(WORK INSTRUCTION) Check every line below, and copy those that include "truncated".

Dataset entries
::::::::

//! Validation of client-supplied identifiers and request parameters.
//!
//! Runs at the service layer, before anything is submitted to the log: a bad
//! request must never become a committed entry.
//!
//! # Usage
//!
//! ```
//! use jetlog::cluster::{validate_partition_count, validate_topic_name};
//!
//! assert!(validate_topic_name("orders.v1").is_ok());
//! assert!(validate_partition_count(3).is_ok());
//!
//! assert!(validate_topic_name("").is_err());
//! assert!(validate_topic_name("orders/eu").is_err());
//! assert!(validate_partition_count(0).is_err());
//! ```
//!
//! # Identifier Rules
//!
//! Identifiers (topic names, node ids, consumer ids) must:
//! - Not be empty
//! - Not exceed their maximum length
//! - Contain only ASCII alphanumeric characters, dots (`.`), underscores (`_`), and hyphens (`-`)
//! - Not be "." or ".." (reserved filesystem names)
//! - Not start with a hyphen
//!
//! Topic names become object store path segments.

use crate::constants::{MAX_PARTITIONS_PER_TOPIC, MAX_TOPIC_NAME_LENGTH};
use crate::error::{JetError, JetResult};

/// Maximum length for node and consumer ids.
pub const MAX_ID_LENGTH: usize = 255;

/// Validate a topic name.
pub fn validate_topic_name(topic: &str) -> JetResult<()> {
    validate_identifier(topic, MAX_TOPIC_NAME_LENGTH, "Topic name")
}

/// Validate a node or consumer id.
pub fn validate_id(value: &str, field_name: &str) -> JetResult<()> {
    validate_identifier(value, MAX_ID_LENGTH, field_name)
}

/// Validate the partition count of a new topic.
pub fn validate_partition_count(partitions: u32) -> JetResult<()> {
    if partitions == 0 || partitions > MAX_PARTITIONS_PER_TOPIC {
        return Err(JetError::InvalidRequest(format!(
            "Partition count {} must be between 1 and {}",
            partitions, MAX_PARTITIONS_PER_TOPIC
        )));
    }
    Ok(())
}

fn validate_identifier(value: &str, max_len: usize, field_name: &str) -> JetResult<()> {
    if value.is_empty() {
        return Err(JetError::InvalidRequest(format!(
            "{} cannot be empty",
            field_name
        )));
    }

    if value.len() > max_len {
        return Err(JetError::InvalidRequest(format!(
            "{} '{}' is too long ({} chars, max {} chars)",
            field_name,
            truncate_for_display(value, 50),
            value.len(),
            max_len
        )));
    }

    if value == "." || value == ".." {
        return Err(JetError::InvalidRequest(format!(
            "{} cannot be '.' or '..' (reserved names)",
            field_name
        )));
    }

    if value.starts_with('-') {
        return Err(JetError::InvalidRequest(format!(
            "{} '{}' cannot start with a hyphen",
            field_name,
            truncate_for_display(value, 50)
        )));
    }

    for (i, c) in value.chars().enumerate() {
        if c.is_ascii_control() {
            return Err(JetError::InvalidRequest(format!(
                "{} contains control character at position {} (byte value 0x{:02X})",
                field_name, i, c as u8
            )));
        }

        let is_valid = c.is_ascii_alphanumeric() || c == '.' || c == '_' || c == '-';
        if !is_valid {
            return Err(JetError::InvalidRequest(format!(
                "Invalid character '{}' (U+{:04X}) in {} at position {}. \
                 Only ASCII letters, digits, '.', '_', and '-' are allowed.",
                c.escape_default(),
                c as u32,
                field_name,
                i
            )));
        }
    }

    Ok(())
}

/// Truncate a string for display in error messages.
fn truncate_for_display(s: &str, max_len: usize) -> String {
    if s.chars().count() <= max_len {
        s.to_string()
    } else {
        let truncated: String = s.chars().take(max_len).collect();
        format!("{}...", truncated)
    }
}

::::::::

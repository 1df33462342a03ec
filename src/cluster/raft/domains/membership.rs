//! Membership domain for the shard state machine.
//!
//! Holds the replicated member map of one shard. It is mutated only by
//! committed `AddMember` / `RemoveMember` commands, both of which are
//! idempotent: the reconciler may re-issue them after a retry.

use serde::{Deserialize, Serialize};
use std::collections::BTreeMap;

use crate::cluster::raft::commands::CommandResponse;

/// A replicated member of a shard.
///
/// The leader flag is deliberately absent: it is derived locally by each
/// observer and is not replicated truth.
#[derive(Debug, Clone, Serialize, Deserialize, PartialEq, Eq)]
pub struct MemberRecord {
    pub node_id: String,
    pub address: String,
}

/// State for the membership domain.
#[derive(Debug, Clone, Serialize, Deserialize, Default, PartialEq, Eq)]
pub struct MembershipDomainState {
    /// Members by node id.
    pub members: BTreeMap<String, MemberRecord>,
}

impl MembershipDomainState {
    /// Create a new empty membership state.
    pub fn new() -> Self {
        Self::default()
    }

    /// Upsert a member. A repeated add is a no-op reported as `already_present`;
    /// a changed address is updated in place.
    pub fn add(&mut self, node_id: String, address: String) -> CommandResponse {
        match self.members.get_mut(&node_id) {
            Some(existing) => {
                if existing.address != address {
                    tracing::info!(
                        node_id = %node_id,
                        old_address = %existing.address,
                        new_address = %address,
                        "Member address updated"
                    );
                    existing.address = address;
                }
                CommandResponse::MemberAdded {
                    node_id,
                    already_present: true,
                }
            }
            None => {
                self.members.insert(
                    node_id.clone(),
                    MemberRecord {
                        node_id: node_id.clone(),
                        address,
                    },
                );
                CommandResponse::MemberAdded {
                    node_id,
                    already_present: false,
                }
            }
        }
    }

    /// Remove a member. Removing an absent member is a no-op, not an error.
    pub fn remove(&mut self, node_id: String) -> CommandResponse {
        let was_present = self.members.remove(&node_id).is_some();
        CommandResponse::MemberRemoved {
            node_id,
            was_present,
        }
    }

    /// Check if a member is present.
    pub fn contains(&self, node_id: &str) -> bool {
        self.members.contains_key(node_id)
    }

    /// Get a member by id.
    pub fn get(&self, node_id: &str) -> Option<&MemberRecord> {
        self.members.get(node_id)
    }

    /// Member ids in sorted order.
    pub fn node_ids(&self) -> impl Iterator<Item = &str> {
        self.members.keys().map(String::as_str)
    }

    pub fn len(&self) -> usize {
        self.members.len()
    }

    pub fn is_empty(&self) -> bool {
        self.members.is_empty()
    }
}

::::::::

(SOLUTION)
        let truncated: String = s.chars().take(max_len).collect();
        format!("{}...", truncated)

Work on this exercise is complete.